Directions: Below are the records; pull every line that includes "SQLite".
+ + + + + + +
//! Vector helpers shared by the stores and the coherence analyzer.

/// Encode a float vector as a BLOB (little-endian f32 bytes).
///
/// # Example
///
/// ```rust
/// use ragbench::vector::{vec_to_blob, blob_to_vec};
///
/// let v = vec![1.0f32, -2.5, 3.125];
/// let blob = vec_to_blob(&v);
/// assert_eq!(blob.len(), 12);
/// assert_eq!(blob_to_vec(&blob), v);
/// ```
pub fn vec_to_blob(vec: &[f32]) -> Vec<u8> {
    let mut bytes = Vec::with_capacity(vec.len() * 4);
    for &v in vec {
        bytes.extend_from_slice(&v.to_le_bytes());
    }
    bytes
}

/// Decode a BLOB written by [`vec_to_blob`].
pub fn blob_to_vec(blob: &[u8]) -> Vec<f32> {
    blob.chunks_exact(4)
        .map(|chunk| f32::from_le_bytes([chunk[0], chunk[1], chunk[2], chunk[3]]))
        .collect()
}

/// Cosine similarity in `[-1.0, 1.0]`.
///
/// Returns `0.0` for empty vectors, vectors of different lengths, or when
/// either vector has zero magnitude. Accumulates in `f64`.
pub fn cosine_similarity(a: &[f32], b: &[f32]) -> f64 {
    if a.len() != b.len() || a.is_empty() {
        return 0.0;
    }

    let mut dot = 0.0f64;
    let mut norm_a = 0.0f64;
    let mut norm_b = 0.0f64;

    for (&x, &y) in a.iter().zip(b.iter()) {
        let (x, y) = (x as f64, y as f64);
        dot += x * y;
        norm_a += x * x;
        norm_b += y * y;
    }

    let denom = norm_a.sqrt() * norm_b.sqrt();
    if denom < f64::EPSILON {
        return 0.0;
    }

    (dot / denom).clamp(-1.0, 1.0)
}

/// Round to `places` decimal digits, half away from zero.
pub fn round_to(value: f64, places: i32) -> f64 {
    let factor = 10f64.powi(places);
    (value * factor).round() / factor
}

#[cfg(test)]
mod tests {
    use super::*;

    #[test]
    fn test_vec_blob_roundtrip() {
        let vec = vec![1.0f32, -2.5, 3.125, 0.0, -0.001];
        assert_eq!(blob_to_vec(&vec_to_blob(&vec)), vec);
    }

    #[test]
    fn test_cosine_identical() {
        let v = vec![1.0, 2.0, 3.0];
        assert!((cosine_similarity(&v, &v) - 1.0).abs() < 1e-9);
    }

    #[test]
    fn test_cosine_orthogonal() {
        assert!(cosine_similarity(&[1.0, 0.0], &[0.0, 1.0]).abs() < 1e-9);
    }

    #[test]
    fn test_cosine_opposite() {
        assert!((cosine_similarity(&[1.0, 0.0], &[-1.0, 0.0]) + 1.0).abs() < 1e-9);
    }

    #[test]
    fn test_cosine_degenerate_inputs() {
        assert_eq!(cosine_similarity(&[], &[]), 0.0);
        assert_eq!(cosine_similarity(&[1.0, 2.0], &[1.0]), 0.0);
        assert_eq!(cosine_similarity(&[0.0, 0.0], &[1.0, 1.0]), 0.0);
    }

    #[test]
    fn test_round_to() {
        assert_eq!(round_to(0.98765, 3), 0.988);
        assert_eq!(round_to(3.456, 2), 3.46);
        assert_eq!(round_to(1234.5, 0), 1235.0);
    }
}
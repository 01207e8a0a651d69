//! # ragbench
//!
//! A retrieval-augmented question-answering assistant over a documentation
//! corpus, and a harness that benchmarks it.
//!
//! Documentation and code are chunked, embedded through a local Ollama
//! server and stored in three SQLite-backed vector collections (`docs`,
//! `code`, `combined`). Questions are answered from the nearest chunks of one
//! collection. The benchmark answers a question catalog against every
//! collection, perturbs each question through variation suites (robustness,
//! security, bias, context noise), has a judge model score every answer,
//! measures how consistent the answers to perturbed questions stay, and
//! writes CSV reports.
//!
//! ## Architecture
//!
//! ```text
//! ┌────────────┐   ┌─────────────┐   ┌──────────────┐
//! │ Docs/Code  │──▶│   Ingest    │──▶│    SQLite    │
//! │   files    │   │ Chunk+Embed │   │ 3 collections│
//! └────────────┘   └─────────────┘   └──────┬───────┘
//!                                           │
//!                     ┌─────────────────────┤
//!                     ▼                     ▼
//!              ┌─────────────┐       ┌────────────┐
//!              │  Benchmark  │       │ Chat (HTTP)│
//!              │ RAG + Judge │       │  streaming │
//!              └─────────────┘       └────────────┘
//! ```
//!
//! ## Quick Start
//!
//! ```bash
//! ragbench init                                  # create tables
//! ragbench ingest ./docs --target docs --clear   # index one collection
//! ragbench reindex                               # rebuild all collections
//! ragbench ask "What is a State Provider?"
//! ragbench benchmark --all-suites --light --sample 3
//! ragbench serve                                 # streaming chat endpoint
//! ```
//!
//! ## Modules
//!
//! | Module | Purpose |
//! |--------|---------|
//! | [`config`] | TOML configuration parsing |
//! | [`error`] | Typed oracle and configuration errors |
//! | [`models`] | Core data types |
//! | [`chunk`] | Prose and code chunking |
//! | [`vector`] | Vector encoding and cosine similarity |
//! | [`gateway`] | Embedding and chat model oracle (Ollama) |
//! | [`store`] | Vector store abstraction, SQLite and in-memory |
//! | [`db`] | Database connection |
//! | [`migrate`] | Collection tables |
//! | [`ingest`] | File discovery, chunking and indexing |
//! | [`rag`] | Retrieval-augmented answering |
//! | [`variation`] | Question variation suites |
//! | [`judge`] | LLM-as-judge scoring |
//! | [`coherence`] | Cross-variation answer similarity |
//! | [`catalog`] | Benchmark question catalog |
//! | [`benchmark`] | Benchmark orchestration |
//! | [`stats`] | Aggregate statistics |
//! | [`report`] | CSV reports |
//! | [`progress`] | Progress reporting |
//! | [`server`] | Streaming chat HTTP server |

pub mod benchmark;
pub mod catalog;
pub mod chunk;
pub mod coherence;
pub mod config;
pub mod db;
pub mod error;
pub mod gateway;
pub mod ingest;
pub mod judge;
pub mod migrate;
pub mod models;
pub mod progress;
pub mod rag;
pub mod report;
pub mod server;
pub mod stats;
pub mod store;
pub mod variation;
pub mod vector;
+ + + + + + +
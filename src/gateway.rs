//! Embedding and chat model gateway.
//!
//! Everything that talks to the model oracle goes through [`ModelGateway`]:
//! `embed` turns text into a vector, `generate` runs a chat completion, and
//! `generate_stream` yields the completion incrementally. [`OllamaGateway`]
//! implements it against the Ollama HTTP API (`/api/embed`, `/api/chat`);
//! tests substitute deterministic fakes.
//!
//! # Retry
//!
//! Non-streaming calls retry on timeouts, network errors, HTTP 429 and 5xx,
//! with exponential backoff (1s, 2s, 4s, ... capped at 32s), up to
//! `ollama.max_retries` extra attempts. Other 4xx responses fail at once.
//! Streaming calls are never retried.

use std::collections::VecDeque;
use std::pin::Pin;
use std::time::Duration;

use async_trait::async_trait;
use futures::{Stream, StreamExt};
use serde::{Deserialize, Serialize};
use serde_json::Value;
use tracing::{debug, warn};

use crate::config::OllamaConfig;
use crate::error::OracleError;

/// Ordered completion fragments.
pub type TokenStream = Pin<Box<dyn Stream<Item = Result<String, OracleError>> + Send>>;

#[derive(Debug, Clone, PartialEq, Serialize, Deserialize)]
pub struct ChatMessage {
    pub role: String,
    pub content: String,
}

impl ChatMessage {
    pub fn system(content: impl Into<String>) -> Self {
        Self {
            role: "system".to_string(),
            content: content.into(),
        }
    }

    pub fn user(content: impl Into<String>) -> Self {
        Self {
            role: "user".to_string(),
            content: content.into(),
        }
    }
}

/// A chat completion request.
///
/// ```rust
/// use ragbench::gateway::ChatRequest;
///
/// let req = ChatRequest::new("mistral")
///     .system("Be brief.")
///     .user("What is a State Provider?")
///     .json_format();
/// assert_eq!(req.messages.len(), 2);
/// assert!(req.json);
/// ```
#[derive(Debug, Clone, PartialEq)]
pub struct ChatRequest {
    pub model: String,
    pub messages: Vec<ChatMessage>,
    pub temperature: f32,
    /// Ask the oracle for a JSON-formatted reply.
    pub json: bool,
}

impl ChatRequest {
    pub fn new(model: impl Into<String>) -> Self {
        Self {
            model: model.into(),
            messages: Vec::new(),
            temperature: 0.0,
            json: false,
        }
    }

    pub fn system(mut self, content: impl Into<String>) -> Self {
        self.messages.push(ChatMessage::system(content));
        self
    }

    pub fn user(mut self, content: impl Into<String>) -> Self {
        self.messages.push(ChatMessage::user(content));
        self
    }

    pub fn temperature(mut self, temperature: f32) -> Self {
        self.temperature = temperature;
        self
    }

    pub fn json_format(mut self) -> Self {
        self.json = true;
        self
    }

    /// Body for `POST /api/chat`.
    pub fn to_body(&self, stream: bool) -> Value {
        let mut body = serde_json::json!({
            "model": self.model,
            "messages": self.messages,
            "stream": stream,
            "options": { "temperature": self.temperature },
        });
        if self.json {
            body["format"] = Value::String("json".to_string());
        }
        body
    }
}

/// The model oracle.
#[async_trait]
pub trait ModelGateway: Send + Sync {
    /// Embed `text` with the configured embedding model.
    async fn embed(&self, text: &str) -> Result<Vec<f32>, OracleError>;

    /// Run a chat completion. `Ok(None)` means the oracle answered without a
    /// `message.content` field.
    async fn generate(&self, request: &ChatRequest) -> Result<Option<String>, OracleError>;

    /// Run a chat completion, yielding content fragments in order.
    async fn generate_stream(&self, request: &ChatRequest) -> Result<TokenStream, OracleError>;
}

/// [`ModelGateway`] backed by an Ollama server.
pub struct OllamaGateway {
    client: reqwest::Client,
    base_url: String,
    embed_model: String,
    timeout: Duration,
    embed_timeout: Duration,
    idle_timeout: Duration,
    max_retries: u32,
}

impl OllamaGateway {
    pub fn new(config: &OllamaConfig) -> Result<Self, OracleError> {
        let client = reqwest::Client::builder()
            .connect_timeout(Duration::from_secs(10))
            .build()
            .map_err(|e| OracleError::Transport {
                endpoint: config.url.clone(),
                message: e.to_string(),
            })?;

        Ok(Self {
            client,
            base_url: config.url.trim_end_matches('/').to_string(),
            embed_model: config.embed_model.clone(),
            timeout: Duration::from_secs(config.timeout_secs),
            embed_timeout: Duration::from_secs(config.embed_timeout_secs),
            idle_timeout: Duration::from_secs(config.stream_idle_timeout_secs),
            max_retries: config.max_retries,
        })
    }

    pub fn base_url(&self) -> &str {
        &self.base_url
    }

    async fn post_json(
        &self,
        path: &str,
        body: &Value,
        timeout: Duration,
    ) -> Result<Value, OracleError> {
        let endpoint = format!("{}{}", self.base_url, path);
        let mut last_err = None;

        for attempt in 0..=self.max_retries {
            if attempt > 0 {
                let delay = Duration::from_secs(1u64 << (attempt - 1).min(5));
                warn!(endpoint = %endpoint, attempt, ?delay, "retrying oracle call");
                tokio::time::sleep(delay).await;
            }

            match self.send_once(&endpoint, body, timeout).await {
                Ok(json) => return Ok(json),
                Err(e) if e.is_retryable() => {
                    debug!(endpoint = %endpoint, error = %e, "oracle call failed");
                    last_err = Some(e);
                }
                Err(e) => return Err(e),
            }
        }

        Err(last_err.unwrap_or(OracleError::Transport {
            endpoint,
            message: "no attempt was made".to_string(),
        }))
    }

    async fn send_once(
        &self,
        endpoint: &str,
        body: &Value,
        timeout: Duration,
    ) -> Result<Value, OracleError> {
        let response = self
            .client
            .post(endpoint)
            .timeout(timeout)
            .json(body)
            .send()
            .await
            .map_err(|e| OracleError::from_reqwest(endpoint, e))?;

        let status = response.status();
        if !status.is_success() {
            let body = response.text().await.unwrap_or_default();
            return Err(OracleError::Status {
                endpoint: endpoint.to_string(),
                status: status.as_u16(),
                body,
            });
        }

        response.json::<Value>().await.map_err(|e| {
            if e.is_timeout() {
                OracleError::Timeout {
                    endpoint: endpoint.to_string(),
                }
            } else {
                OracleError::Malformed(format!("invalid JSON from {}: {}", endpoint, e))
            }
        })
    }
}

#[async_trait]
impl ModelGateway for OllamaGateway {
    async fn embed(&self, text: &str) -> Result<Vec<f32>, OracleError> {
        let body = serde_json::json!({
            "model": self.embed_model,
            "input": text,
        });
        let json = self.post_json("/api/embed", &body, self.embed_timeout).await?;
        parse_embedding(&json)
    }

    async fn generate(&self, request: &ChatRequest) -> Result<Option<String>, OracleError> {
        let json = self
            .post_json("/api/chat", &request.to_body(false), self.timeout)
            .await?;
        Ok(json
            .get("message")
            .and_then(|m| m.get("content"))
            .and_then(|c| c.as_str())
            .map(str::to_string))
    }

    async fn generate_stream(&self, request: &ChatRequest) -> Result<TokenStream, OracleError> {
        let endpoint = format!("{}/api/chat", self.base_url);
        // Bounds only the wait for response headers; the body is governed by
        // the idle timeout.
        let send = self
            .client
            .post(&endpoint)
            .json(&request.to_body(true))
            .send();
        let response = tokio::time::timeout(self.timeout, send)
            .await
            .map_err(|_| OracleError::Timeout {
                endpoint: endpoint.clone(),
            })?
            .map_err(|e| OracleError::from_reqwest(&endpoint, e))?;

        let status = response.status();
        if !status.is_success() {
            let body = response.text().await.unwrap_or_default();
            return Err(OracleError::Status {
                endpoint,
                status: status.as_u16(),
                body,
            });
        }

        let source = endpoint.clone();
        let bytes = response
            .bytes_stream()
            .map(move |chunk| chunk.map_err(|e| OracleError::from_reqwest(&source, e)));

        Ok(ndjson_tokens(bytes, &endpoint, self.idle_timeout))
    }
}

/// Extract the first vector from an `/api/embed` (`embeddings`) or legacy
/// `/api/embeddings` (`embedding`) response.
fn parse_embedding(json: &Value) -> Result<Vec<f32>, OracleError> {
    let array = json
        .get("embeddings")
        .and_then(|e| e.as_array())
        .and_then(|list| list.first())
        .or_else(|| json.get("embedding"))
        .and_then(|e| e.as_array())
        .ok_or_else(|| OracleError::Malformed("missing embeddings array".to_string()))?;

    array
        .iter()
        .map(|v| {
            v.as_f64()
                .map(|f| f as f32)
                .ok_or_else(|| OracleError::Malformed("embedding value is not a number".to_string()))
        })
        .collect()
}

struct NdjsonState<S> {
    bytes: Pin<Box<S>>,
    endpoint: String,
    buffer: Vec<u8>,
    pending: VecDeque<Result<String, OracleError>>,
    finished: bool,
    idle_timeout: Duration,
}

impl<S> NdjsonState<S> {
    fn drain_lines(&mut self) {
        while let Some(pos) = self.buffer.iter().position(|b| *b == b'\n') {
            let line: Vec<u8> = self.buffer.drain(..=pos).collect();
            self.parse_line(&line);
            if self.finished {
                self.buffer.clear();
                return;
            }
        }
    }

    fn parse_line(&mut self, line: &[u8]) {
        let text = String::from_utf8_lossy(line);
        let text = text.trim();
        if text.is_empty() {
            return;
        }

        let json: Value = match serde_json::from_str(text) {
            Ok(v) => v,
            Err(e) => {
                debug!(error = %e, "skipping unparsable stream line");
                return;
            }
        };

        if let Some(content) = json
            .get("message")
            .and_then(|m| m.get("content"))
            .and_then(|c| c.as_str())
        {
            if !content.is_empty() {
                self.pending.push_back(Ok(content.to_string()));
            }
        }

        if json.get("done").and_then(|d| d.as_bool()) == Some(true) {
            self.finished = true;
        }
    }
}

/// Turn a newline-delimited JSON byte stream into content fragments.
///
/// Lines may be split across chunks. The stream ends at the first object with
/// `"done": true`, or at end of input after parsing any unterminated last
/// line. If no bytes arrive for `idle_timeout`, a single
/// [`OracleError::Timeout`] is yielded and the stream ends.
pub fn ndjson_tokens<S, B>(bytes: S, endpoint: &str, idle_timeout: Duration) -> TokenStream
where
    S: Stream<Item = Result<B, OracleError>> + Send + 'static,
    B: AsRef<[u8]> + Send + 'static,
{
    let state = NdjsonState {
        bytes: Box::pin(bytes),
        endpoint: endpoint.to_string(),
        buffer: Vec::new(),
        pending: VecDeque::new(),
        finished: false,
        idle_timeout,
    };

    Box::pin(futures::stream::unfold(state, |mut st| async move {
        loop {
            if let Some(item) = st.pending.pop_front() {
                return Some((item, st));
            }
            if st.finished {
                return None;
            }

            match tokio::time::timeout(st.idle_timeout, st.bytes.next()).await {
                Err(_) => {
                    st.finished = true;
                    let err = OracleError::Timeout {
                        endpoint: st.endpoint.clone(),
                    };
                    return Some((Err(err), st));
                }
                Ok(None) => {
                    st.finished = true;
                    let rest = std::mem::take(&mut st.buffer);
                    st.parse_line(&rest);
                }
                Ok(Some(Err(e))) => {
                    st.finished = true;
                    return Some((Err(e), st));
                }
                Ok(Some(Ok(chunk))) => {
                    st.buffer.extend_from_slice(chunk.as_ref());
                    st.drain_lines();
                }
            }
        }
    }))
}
+ + + + + + +
Solution to this task:
//! server and stored in three SQLite-backed vector collections (`docs`,
//! │ Docs/Code  │──▶│   Ingest    │──▶│    SQLite    │
//! | [`store`] | Vector store abstraction, SQLite and in-memory |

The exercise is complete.